## TASK DETAILS
Take the entries below and reproduce them word for word.

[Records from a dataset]
Content starts

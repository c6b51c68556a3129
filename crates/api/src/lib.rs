//! Hare Krishna Vidya API server library.
//!
//! Exposes the building blocks (config, state, error handling, routes,
//! upload storage) so integration tests and the binary entrypoint can both
//! access them.

pub mod config;
pub mod error;
pub mod handlers;
pub mod query;
pub mod response;
pub mod router;
pub mod routes;
pub mod state;
pub mod storage;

Content ends

## ANSWER TO THIS PROBLEM
repository c6b51c68556a3129
filename crates/api/src/lib.rs
//! Hare Krishna Vidya API server library.
//!
//! Exposes the building blocks (config, state, error handling, routes,
//! upload storage) so integration tests and the binary entrypoint can both
//! access them.

pub mod config;
pub mod error;
pub mod handlers;
pub mod query;
pub mod response;
pub mod router;
pub mod routes;
pub mod state;
pub mod storage;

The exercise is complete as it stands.